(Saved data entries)
=== Section Start ===
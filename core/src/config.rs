use std::path::Path;
use std::path::PathBuf;
use std::time::Duration;

use dirs::home_dir;
use serde::Deserialize;
use serde_json::Map;
use serde_json::Value;

use crate::history::DEFAULT_HISTORY_CAPACITY;
use crate::prediction::PredictionSettings;

pub const DEFAULT_MODEL: &str = "claude-sonnet-4-5";
pub const DEFAULT_BASE_URL: &str = "https://api.anthropic.com";
pub const DEFAULT_API_KEY_ENV: &str = "ANTHROPIC_API_KEY";
const DEFAULT_MAX_TOKENS: u32 = 1024;
const CONFIG_TOML_FILE: &str = "config.toml";

/// Application configuration loaded from disk and merged with overrides.
#[derive(Debug, Clone, PartialEq)]
pub struct Config {
    pub model: String,
    pub max_tokens: u32,
    pub base_url: String,
    /// Environment variable holding the model API key.
    pub api_key_env: String,
    pub context_lines_before: usize,
    pub context_lines_after: usize,
    pub history_capacity: usize,
    /// Estimated tokens of recent edits included in a prediction prompt.
    pub history_token_budget: usize,
    /// Give up on a model request after this long. Unset means wait forever.
    pub prediction_timeout: Option<Duration>,
    /// Directory holding `config.toml` and `log/`.
    pub foresight_home: PathBuf,
}

/// On-disk shape of `config.toml`.
#[derive(Deserialize, Debug, Clone, Default, PartialEq)]
#[serde(deny_unknown_fields)]
pub struct ConfigToml {
    pub model: Option<String>,
    pub max_tokens: Option<u32>,
    pub base_url: Option<String>,
    pub api_key_env: Option<String>,
    pub context_lines_before: Option<usize>,
    pub context_lines_after: Option<usize>,
    pub history_capacity: Option<usize>,
    pub history_token_budget: Option<usize>,
    pub prediction_timeout_ms: Option<u64>,
}

/// Optional overrides for user configuration (e.g., from CLI flags).
#[derive(Default, Debug, Clone)]
pub struct ConfigOverrides {
    pub model: Option<String>,
    pub base_url: Option<String>,
}

impl Config {
    /// Load `config.toml` from the foresight home, apply the generic `-c`
    /// overrides and then the strongly typed ones.
    pub fn load_with_cli_overrides(
        cli_overrides: Vec<(String, Value)>,
        overrides: ConfigOverrides,
    ) -> std::io::Result<Self> {
        let foresight_home = find_foresight_home()?;
        let mut root = load_config_as_value(&foresight_home)?;
        for (path, value) in cli_overrides {
            apply_override(&mut root, &path, value);
        }
        let cfg: ConfigToml = serde_json::from_value(root).map_err(|e| {
            std::io::Error::new(
                std::io::ErrorKind::InvalidData,
                format!("invalid configuration: {e}"),
            )
        })?;
        Ok(Self::load_from_base_config_with_overrides(
            cfg,
            overrides,
            foresight_home,
        ))
    }

    pub fn load_from_base_config_with_overrides(
        cfg: ConfigToml,
        overrides: ConfigOverrides,
        foresight_home: PathBuf,
    ) -> Self {
        let ConfigOverrides { model, base_url } = overrides;
        Self {
            model: model
                .or(cfg.model)
                .unwrap_or_else(|| DEFAULT_MODEL.to_string()),
            max_tokens: cfg.max_tokens.unwrap_or(DEFAULT_MAX_TOKENS),
            base_url: base_url
                .or(cfg.base_url)
                .unwrap_or_else(|| DEFAULT_BASE_URL.to_string()),
            api_key_env: cfg
                .api_key_env
                .unwrap_or_else(|| DEFAULT_API_KEY_ENV.to_string()),
            context_lines_before: cfg.context_lines_before.unwrap_or(10),
            context_lines_after: cfg.context_lines_after.unwrap_or(20),
            history_capacity: cfg.history_capacity.unwrap_or(DEFAULT_HISTORY_CAPACITY),
            history_token_budget: cfg.history_token_budget.unwrap_or(1000),
            prediction_timeout: cfg.prediction_timeout_ms.map(Duration::from_millis),
            foresight_home,
        }
    }

    pub fn prediction_settings(&self) -> PredictionSettings {
        PredictionSettings {
            lines_before: self.context_lines_before,
            lines_after: self.context_lines_after,
            history_token_budget: self.history_token_budget,
            timeout: self.prediction_timeout,
        }
    }
}

/// Read `config.toml` from `foresight_home` as a JSON tree so overrides can
/// be layered on top. A missing file is an empty table.
fn load_config_as_value(foresight_home: &Path) -> std::io::Result<Value> {
    let path = foresight_home.join(CONFIG_TOML_FILE);
    let contents = match std::fs::read_to_string(&path) {
        Ok(contents) => contents,
        Err(e) if e.kind() == std::io::ErrorKind::NotFound => {
            return Ok(Value::Object(Map::new()));
        }
        Err(e) => return Err(e),
    };
    let table: toml::Value = toml::from_str(&contents).map_err(|e| {
        std::io::Error::new(
            std::io::ErrorKind::InvalidData,
            format!("failed to parse {}: {e}", path.display()),
        )
    })?;
    serde_json::to_value(table).map_err(std::io::Error::other)
}

/// Set `value` at the dotted `path` in `root`, creating intermediate tables
/// and replacing non-table values in the way.
fn apply_override(root: &mut Value, path: &str, value: Value) {
    let mut current = root;
    let mut parts = path.split('.').peekable();
    while let Some(part) = parts.next() {
        if !current.is_object() {
            *current = Value::Object(Map::new());
        }
        let Value::Object(table) = current else {
            return;
        };
        if parts.peek().is_none() {
            table.insert(part.to_string(), value);
            return;
        }
        current = table
            .entry(part.to_string())
            .or_insert_with(|| Value::Object(Map::new()));
    }
}

/// Returns the foresight home directory: `$FORESIGHT_HOME` when set and
/// non-empty, `~/.foresight` otherwise. Does not verify that it exists.
pub fn find_foresight_home() -> std::io::Result<PathBuf> {
    if let Ok(value) = std::env::var("FORESIGHT_HOME")
        && !value.is_empty()
    {
        return Ok(PathBuf::from(value));
    }
    let mut p = home_dir().ok_or_else(|| {
        std::io::Error::new(
            std::io::ErrorKind::NotFound,
            "Could not find home directory",
        )
    })?;
    p.push(".foresight");
    Ok(p)
}

/// Returns the path to the folder where logs are stored. Does not verify
/// that the directory exists.
pub fn log_dir(cfg: &Config) -> PathBuf {
    cfg.foresight_home.join("log")
}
=== Section End ===
**Aim of the task:** Please retype the data exactly as it stands, from its first line down to the line that contains "means wait forever.", then stop.

**Result for this task:**
filename core/src/config.rs
use std::path::Path;
use std::path::PathBuf;
use std::time::Duration;

use dirs::home_dir;
use serde::Deserialize;
use serde_json::Map;
use serde_json::Value;

use crate::history::DEFAULT_HISTORY_CAPACITY;
use crate::prediction::PredictionSettings;

pub const DEFAULT_MODEL: &str = "claude-sonnet-4-5";
pub const DEFAULT_BASE_URL: &str = "https://api.anthropic.com";
pub const DEFAULT_API_KEY_ENV: &str = "ANTHROPIC_API_KEY";
const DEFAULT_MAX_TOKENS: u32 = 1024;
const CONFIG_TOML_FILE: &str = "config.toml";

/// Application configuration loaded from disk and merged with overrides.
#[derive(Debug, Clone, PartialEq)]
pub struct Config {
    pub model: String,
    pub max_tokens: u32,
    pub base_url: String,
    /// Environment variable holding the model API key.
    pub api_key_env: String,
    pub context_lines_before: usize,
    pub context_lines_after: usize,
    pub history_capacity: usize,
    /// Estimated tokens of recent edits included in a prediction prompt.
    pub history_token_budget: usize,
    /// Give up on a model request after this long. Unset means wait forever.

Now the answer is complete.